What you return must be every line from the beginning of the data through the line holding "use rust_decimal::Decimal;", unchanged.

▶ [Records provided]:
#####

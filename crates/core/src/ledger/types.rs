//! Ledger domain types.
//!
//! Inputs (`*Input`, [`ParticipantRef`]) mirror what a caller submits: raw decimals
//! and optional references. Validated records ([`Expense`], [`Settlement`]) hold
//! exact [`Money`] and tagged [`Participant`]s and are only produced by
//! [`LedgerService`](super::service::LedgerService).

use chrono::{DateTime, NaiveDate, Utc};
use rust_decimal::Decimal;
use serde::{Deserialize, Serialize};
use splitledger_shared::types::{
    Currency, ExpenseId, GroupId, Money, PendingUserId, SettlementId, UserId,
};

use super::error::LedgerError;

/// A person referenced by an expense or settlement.
///
/// Ordering puts registered users before pending users, then orders by id.
/// Every deterministic tie-break in the engine relies on this order.
#[derive(Debug, Clone, Copy, PartialEq, Eq, PartialOrd, Ord, Hash, Serialize, Deserialize)]
#[serde(tag = "type", content = "id", rename_all = "snake_case")]
pub enum Participant {
    /// A registered user.
    User(UserId),
    /// An invited person who has not registered yet.
    Pending(PendingUserId),
}

impl Participant {
    /// Returns the registered user id, if this is a registered user.
    #[must_use]
    pub const fn user_id(&self) -> Option<UserId> {
        match self {
            Self::User(id) => Some(*id),
            Self::Pending(_) => None,
        }
    }

    /// Rewrites `pending` to `user`; any other participant is returned unchanged.
    #[must_use]
    pub fn reconcile(self, pending: PendingUserId, user: UserId) -> Self {
        match self {
            Self::Pending(id) if id == pending => Self::User(user),
            other => other,
        }
    }
}

impl std::fmt::Display for Participant {
    fn fmt(&self, f: &mut std::fmt::Formatter<'_>) -> std::fmt::Result {
        match self {
            Self::User(id) => write!(f, "user:{id}"),
            Self::Pending(id) => write!(f, "pending:{id}"),
        }
    }
}

impl From<UserId> for Participant {
    fn from(id: UserId) -> Self {
        Self::User(id)
    }
}

impl From<PendingUserId> for Participant {
    fn from(id: PendingUserId) -> Self {
        Self::Pending(id)
    }
}

/// Raw participant reference as submitted by a caller: two optional ids.
#[derive(Debug, Clone, Copy, Default, PartialEq, Eq, Serialize, Deserialize)]
pub struct ParticipantRef {
    /// Registered user id.
    #[serde(default)]
    pub user_id: Option<UserId>,
    /// Pending user id.
    #[serde(default)]
    pub pending_user_id: Option<PendingUserId>,
}

impl ParticipantRef {
    /// Reference to a registered user.
    #[must_use]
    pub const fn user(id: UserId) -> Self {
        Self {
            user_id: Some(id),
            pending_user_id: None,
        }
    }

    /// Reference to a pending user.
    #[must_use]
    pub const fn pending(id: PendingUserId) -> Self {
        Self {
            user_id: None,
            pending_user_id: Some(id),
        }
    }

    /// Converts the reference into a [`Participant`].
    ///
    /// # Errors
    ///
    /// Returns `InvalidParticipant` unless exactly one id is set.
    pub fn resolve(&self) -> Result<Participant, LedgerError> {
        match (self.user_id, self.pending_user_id) {
            (Some(user), None) => Ok(Participant::User(user)),
            (None, Some(pending)) => Ok(Participant::Pending(pending)),
            _ => Err(LedgerError::InvalidParticipant),
        }
    }
}

impl From<Participant> for ParticipantRef {
    fn from(participant: Participant) -> Self {
        match participant {
            Participant::User(id) => Self::user(id),
            Participant::Pending(id) => Self::pending(id),
        }
    }
}

/// The balance universe being queried.
#[derive(Debug, Clone, Copy, PartialEq, Eq, PartialOrd, Ord, Hash, Serialize, Deserialize)]
#[serde(tag = "type", rename_all = "snake_case")]
pub enum Scope {
    /// All expenses and settlements of one group.
    Group {
        /// The group.
        group_id: GroupId,
    },
    /// Direct expenses between two friends, outside any group.
    ///
    /// Always stored with `low < high`; build it with [`Scope::friends`].
    Friends {
        /// The smaller user id of the pair.
        low: UserId,
        /// The larger user id of the pair.
        high: UserId,
    },
}

impl Scope {
    /// Group scope.
    #[must_use]
    pub const fn group(group_id: GroupId) -> Self {
        Self::Group { group_id }
    }

    /// Friend scope with the pair in canonical order, so `(a, b)` and `(b, a)` match.
    #[must_use]
    pub fn friends(a: UserId, b: UserId) -> Self {
        if a <= b {
            Self::Friends { low: a, high: b }
        } else {
            Self::Friends { low: b, high: a }
        }
    }

    /// Restores the `low < high` order of a friend pair that arrived from outside,
    /// for example through deserialization.
    #[must_use]
    pub fn canonical(self) -> Self {
        match self {
            Self::Friends { low, high } => Self::friends(low, high),
            group @ Self::Group { .. } => group,
        }
    }

    /// Returns the group id for group scopes.
    #[must_use]
    pub const fn group_id(&self) -> Option<GroupId> {
        match self {
            Self::Group { group_id } => Some(*group_id),
            Self::Friends { .. } => None,
        }
    }
}

impl std::fmt::Display for Scope {
    fn fmt(&self, f: &mut std::fmt::Formatter<'_>) -> std::fmt::Result {
        match self {
            Self::Group { group_id } => write!(f, "group:{group_id}"),
            Self::Friends { low, high } => write!(f, "friends:{low}:{high}"),
        }
    }
}

/// How a split's amount is determined.
#[derive(Debug, Clone, Copy, PartialEq, Eq, Hash, Serialize, Deserialize)]
#[serde(rename_all = "lowercase")]
pub enum SplitType {
    /// Total divided evenly; remainder cents go to the lowest participants.
    Equal,
    /// Caller supplies each amount.
    #[serde(alias = "fixed", alias = "custom")]
    Exact,
    /// Caller supplies percentages summing to 100.
    Percentage,
    /// Caller supplies integer share counts.
    Shares,
}

/// A payment as submitted by a caller.
#[derive(Debug, Clone, Serialize, Deserialize)]
pub struct PaymentInput {
    /// Who paid.
    #[serde(flatten)]
    pub participant: ParticipantRef,
    /// Amount paid, as an exact decimal.
    #[serde(with = "rust_decimal::serde::str")]
    pub amount: Decimal,
    /// Payment method, free text.
    #[serde(default)]
    pub method: Option<String>,
}

/// A split as submitted by a caller.
#[derive(Debug, Clone, Serialize, Deserialize)]
pub struct SplitInput {
    /// Who owes.
    #[serde(flatten)]
    pub participant: ParticipantRef,
    /// How the amount is determined.
    #[serde(rename = "type")]
    pub split_type: SplitType,
    /// Amount for exact splits.
    #[serde(default, with = "rust_decimal::serde::str_option")]
    pub amount: Option<Decimal>,
    /// Percentage for percentage splits.
    #[serde(default, with = "rust_decimal::serde::str_option")]
    pub percentage: Option<Decimal>,
    /// Share count for shares splits.
    #[serde(default)]
    pub shares: Option<u32>,
}

/// Input for creating or replacing an expense.
#[derive(Debug, Clone, Serialize, Deserialize)]
pub struct ExpenseInput {
    /// Scope the expense belongs to.
    pub scope: Scope,
    /// Short description.
    pub title: String,
    /// Optional notes.
    #[serde(default)]
    pub notes: Option<String>,
    /// Total amount, as an exact decimal.
    #[serde(with = "rust_decimal::serde::str")]
    pub amount: Decimal,
    /// Currency; defaults to the scope currency and must match it.
    #[serde(default)]
    pub currency: Option<Currency>,
    /// Date of the expense.
    pub date: NaiveDate,
    /// Optional category name.
    #[serde(default)]
    pub category: Option<String>,
    /// User recording the expense.
    pub created_by: UserId,
    /// Who paid, in order.
    pub payments: Vec<PaymentInput>,
    /// Who owes, in order.
    pub splits: Vec<SplitInput>,
}

/// Money a participant put in toward an expense.
#[derive(Debug, Clone, PartialEq, Eq, Serialize, Deserialize)]
pub struct Payment {
    /// Who paid.
    pub participant: Participant,
    /// Amount paid.
    pub amount: Money,
    /// Payment method, free text.
    pub method: Option<String>,
}

/// A participant's share of responsibility for an expense.
#[derive(Debug, Clone, PartialEq, Eq, Serialize, Deserialize)]
pub struct Split {
    /// Who owes.
    pub participant: Participant,
    /// Amount owed.
    pub amount_owed: Money,
    /// How the amount was determined.
    pub split_type: SplitType,
    /// Percentage or share count behind the amount, if any.
    pub share_value: Option<Decimal>,
}

/// A validated expense.
///
/// Payments and splits each sum exactly to `amount`.
#[derive(Debug, Clone, PartialEq, Eq, Serialize, Deserialize)]
pub struct Expense {
    /// Expense id.
    pub id: ExpenseId,
    /// Scope the expense belongs to.
    pub scope: Scope,
    /// Short description.
    pub title: String,
    /// Optional notes.
    pub notes: Option<String>,
    /// Total amount.
    pub amount: Money,
    /// Date of the expense.
    pub date: NaiveDate,
    /// Category slug.
    pub category: Option<String>,
    /// User who recorded the expense.
    pub created_by: UserId,
    /// Who paid, in input order.
    pub payments: Vec<Payment>,
    /// Who owes, in input order.
    pub splits: Vec<Split>,
    /// Creation time.
    pub created_at: DateTime<Utc>,
    /// Last replacement time.
    pub updated_at: DateTime<Utc>,
    /// Soft-deletion time.
    pub deleted_at: Option<DateTime<Utc>>,
}

impl Expense {
    /// Returns the expense currency.
    #[must_use]
    pub const fn currency(&self) -> Currency {
        self.amount.currency
    }

    /// Returns true if the expense has been soft-deleted.
    #[must_use]
    pub const fn is_deleted(&self) -> bool {
        self.deleted_at.is_some()
    }

    /// Rewrites every reference to `pending` as `user`.
    ///
    /// If `user` already paid or owed, the rewritten entry is folded into the
    /// existing one so each participant still appears at most once per side.
    pub fn reconcile(&mut self, pending: PendingUserId, user: UserId) {
        let mut payments: Vec<Payment> = Vec::with_capacity(self.payments.len());
        for mut payment in std::mem::take(&mut self.payments) {
            payment.participant = payment.participant.reconcile(pending, user);
            match payments
                .iter_mut()
                .find(|p| p.participant == payment.participant)
            {
                // Both parts are bounded by the expense total.
                Some(existing) => {
                    existing.amount.minor =
                        existing.amount.minor.saturating_add(payment.amount.minor);
                }
                None => payments.push(payment),
            }
        }
        self.payments = payments;

        let mut splits: Vec<Split> = Vec::with_capacity(self.splits.len());
        for mut split in std::mem::take(&mut self.splits) {
            split.participant = split.participant.reconcile(pending, user);
            match splits.iter_mut().find(|s| s.participant == split.participant) {
                Some(existing) => {
                    existing.amount_owed.minor = existing
                        .amount_owed
                        .minor
                        .saturating_add(split.amount_owed.minor);
                    existing.share_value = existing
                        .share_value
                        .zip(split.share_value)
                        .and_then(|(a, b)| a.checked_add(b));
                }
                None => splits.push(split),
            }
        }
        self.splits = splits;
    }
}

/// Settlement lifecycle status.
#[derive(Debug, Clone, Copy, PartialEq, Eq, Hash, Serialize, Deserialize)]
#[serde(rename_all = "lowercase")]
pub enum SettlementStatus {
    /// Recorded but not confirmed.
    Pending,
    /// Money changed hands; counts toward balances.
    Completed,
    /// Abandoned; never counts.
    Cancelled,
}

impl SettlementStatus {
    /// Returns true if settlements in this status reduce debts.
    #[must_use]
    pub const fn counts_toward_balance(self) -> bool {
        matches!(self, Self::Completed)
    }

    /// Returns true if moving from `self` to `next` is allowed.
    ///
    /// Only pending settlements change state; re-applying the current status is allowed.
    #[must_use]
    pub fn can_transition_to(self, next: Self) -> bool {
        self == next || (self == Self::Pending && next != Self::Pending)
    }
}

impl std::fmt::Display for SettlementStatus {
    fn fmt(&self, f: &mut std::fmt::Formatter<'_>) -> std::fmt::Result {
        match self {
            Self::Pending => write!(f, "pending"),
            Self::Completed => write!(f, "completed"),
            Self::Cancelled => write!(f, "cancelled"),
        }
    }
}

/// Input for recording a settlement.
#[derive(Debug, Clone, Serialize, Deserialize)]
pub struct SettlementInput {
    /// Scope the settlement belongs to.
    pub scope: Scope,
    /// Who pays.
    pub payer: ParticipantRef,
    /// Who receives.
    pub payee: ParticipantRef,
    /// Amount transferred, as an exact decimal.
    #[serde(with = "rust_decimal::serde::str")]
    pub amount: Decimal,
    /// Currency; defaults to the scope currency and must match it.
    #[serde(default)]
    pub currency: Option<Currency>,
    /// Initial status; defaults to pending.
    #[serde(default)]
    pub status: Option<SettlementStatus>,
    /// Payment method, free text.
    #[serde(default)]
    pub method: Option<String>,
    /// External transaction reference.
    #[serde(default)]
    pub reference: Option<String>,
    /// Optional notes.
    #[serde(default)]
    pub notes: Option<String>,
    /// User recording the settlement.
    pub created_by: UserId,
}

/// An explicit transfer that reduces the payer's debt to the payee.
#[derive(Debug, Clone, PartialEq, Eq, Serialize, Deserialize)]
pub struct Settlement {
    /// Settlement id.
    pub id: SettlementId,
    /// Scope the settlement belongs to.
    pub scope: Scope,
    /// Who pays.
    pub payer: Participant,
    /// Who receives.
    pub payee: Participant,
    /// Amount transferred. Immutable once recorded.
    pub amount: Money,
    /// Lifecycle status.
    pub status: SettlementStatus,
    /// Payment method, free text.
    pub method: Option<String>,
    /// External transaction reference.
    pub reference: Option<String>,
    /// Optional notes.
    pub notes: Option<String>,
    /// User who recorded the settlement.
    pub created_by: UserId,
    /// Creation time.
    pub created_at: DateTime<Utc>,
    /// Last status change.
    pub updated_at: DateTime<Utc>,
    /// When the settlement was completed.
    pub completed_at: Option<DateTime<Utc>>,
}

impl Settlement {
    /// Rewrites every reference to `pending` as `user`.
    ///
    /// A settlement between `pending` and `user` becomes a transfer to oneself
    /// and is cancelled.
    pub fn reconcile(&mut self, pending: PendingUserId, user: UserId) {
        self.payer = self.payer.reconcile(pending, user);
        self.payee = self.payee.reconcile(pending, user);
        if self.payer == self.payee && self.status != SettlementStatus::Cancelled {
            self.status = SettlementStatus::Cancelled;
            self.updated_at = Utc::now();
        }
    }
}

#####

▶ [Task answer]:
filename crates/core/src/ledger/types.rs
//! Ledger domain types.
//!
//! Inputs (`*Input`, [`ParticipantRef`]) mirror what a caller submits: raw decimals
//! and optional references. Validated records ([`Expense`], [`Settlement`]) hold
//! exact [`Money`] and tagged [`Participant`]s and are only produced by
//! [`LedgerService`](super::service::LedgerService).

use chrono::{DateTime, NaiveDate, Utc};
use rust_decimal::Decimal;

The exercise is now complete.